One of the many parts of our lives the COVID-19 pandemic has changed for almost two years now is dating. Anyone who’s trying to meet someone has had to make important decisions early on: whether they’ll see each other in person or only online, and what safety protocols they’ll follow. And the rules have changed from not talking politics on the first date, to hashing through the highly politicized topics of masking and vaccination before ever meeting in person.
Noi Maeshige and Tyler Hepler met in person in August 2020 through the musical theatre program at Penn State. The program is a small, tight-knit group. They began dating in September when positive COVID tests at Penn State were at an all-time high. Maeshige said they sat down and agreed very early on what COVID protocols they would follow.
“We’re not going to parties," Maeshige said. "We’re gonna follow the rules of 2 to 3 times a week of testing. And we’re probably not going to a restaurant for a while.”
Maeshige and Hepler had to make decisions quickly about their lifestyles and social life. And Hepler said it wasn’t just them making the decisions. Both of their friend groups got a say, too.
“We knew that we liked Noi, as a collective, not just me, so she was added to our bubble,” Hepler said.
Both knew following COVID safety protocols was important to them. They agree that communication was absolutely necessary during the pandemic. Hepler said they saw other couples struggle to navigate COVID dating rules.
“I don’t think it has affected our relationship very much because we have not really broken each other’s trust,” Hepler said.
They say establishing this trust at the beginning of their relationship, made future relationship obstacles easier.
At first, Maeshige and Hepler decided to limit their time out in public. But after both getting the vaccine, they had their first restaurant date for Maeshige’s birthday this past August. They’d been dating for almost a year by then.
Bryce Eberly and Ryan Kulka started dating in the Fall of 2019, right before the COVID-19 pandemic hit. After three months of dating, they were sent home. Kulka went back to Edinboro, Pennsylvania and Eberly to Lebanon, Pennsylvania – five hours apart. What they thought would be a week apart, ended up being eight months. While apart, they were constantly doing “Zoom dates.”
Both explained what those entailed: “House hunting -- we love looking at Zillow. We have a list now. We would play games online. We would watch YouTube videos. We would do whatever. Car shopping. It was a fun virtual best friend that I could come home and hang out with when that like wasn’t allowed.”
But they say this time was difficult as well. And once they were back in person, Kulka said it caused a strange shift in their relationship.
“It was a weird adjustment. Which sounds weird but, it was really hard to go from being virtual boyfriends to being together in person,” Kulka said.
Eberly said it was as if they were getting to know each other all over again.
“We kind of both saw how each other just like lived. There were some little quirks we didn’t know about each other,” Eberly said.
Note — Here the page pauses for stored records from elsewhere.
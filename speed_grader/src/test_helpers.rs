use std::future::Future;
use std::pin::Pin;
use std::sync::Mutex;

use serde_json::Value;

use crate::error::{GraphqlErrorMessage, TransportError};
use crate::query::GraphqlRequest;
use crate::transport::GraphqlTransport;

#[derive(Debug, Clone)]
enum Reply {
    Data(Value),
    Graphql(Vec<String>),
    Status(u16, String),
}

/// In-memory [`GraphqlTransport`] that answers every request with the same canned reply
/// and remembers what it was asked.
///
/// Use [`RecordingTransport::calls`] to assert how many requests reached the "network".
#[derive(Debug)]
pub struct RecordingTransport {
    reply: Reply,
    requests: Mutex<Vec<GraphqlRequest>>,
}

impl RecordingTransport {
    /// Replies with `data` as the GraphQL `data` object.
    pub fn with_data(data: Value) -> Self {
        Self::new(Reply::Data(data))
    }

    /// Replies with a GraphQL `errors` array carrying these messages.
    pub fn with_graphql_errors<I, S>(messages: I) -> Self
    where
        I: IntoIterator<Item = S>,
        S: Into<String>,
    {
        Self::new(Reply::Graphql(messages.into_iter().map(Into::into).collect()))
    }

    /// Replies as if the endpoint answered with a non-2xx status.
    pub fn with_status(status: u16, body: impl Into<String>) -> Self {
        Self::new(Reply::Status(status, body.into()))
    }

    fn new(reply: Reply) -> Self {
        Self {
            reply,
            requests: Mutex::new(Vec::new()),
        }
    }

    pub fn calls(&self) -> usize {
        self.requests.lock().expect("request log poisoned").len()
    }

    pub fn requests(&self) -> Vec<GraphqlRequest> {
        self.requests.lock().expect("request log poisoned").clone()
    }
}

impl GraphqlTransport for RecordingTransport {
    fn execute<'a>(
        &'a self,
        request: &'a GraphqlRequest,
    ) -> Pin<Box<dyn Future<Output = Result<Value, TransportError>> + Send + 'a>> {
        self.requests
            .lock()
            .expect("request log poisoned")
            .push(request.clone());

        let reply = match &self.reply {
            Reply::Data(data) => Ok(data.clone()),
            Reply::Graphql(messages) => Err(TransportError::Graphql(
                messages
                    .iter()
                    .map(|message| GraphqlErrorMessage {
                        message: message.clone(),
                        path: None,
                    })
                    .collect(),
            )),
            Reply::Status(status, body) => Err(TransportError::Status {
                status: *status,
                body: body.clone(),
            }),
        };

        Box::pin(async move { reply })
    }
}
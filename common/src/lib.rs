pub mod logger;

use validator::ValidationErrors;

/// Flattens `validator` errors into a single `field: message` line.
///
/// Errors without a message fall back to their code so nothing is silently dropped.
/// Fields are sorted so the output is stable across runs.
pub fn format_validation_errors(errors: &ValidationErrors) -> String {
    let mut fields: Vec<_> = errors.field_errors().into_iter().collect();
    fields.sort_by(|a, b| a.0.cmp(&b.0));

    fields
        .into_iter()
        .flat_map(|(field, errs)| {
            errs.iter().map(move |e| {
                let message = e
                    .message
                    .as_ref()
                    .map(|m| m.to_string())
                    .unwrap_or_else(|| e.code.to_string());
                format!("{field}: {message}")
            })
        })
        .collect::<Vec<_>>()
        .join("; ")
}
They even both got COVID and quarantined together for 10 days. They fought over the temperature of the dishwater and what movies they would watch. Now, after two years of dating, Eberly said navigating the pandemic has made their relationship stronger.
“Dating through COVID was really a testament of each other’s love for each other,” Eberly said.
Jenna Beberman said she was ready to jump into the world of dating when she started her freshman year at Penn State in fall of 2020. She knew as a young, healthy person she was less in danger of COVID-19 complications. This caused a dilemma: she wanted to date, but it felt wrong to her at first.
“It seems like being a kid, or being a teenager, or young adult, it seems very invincible,” Beberman said.
Eventually she decided to try out dating apps. A lot of her friends were using them, too.
Beberman said it’s helpful that apps like Tinder, Bumble, and Hinge now show vaccination status on the profiles of prospective matches. She said being unvaccinated is a dealbreaker for her.
“I personally wouldn’t date anyone who wasn’t vaccinated. I wouldn’t be interested in someone that’s not cautious or someone that doesn’t understand the gravity of that. It is a big deal," Beberman said.
There were certain negative aspects of dating during COVID that she had never imagined before. On some of her dates, she couldn’t even see the person’s face because they were wearing a mask.
Beberman said dating during COVID took a lot more effort. But on the positive side, she felt like people were looking for more serious relationships than before.
“I think people spending a lot of time alone, were able to do some soul searching and discovery within themselves about what they want moving forward,” Beberman said.
Now that most businesses have reopened, Beberman said she’s excited to finally have dates that feel normal and maybe even bring someone to a concert. Dating during a pandemic hasn’t been ideal, but she said the experience gave her the confidence she needs to keep trying to find her match.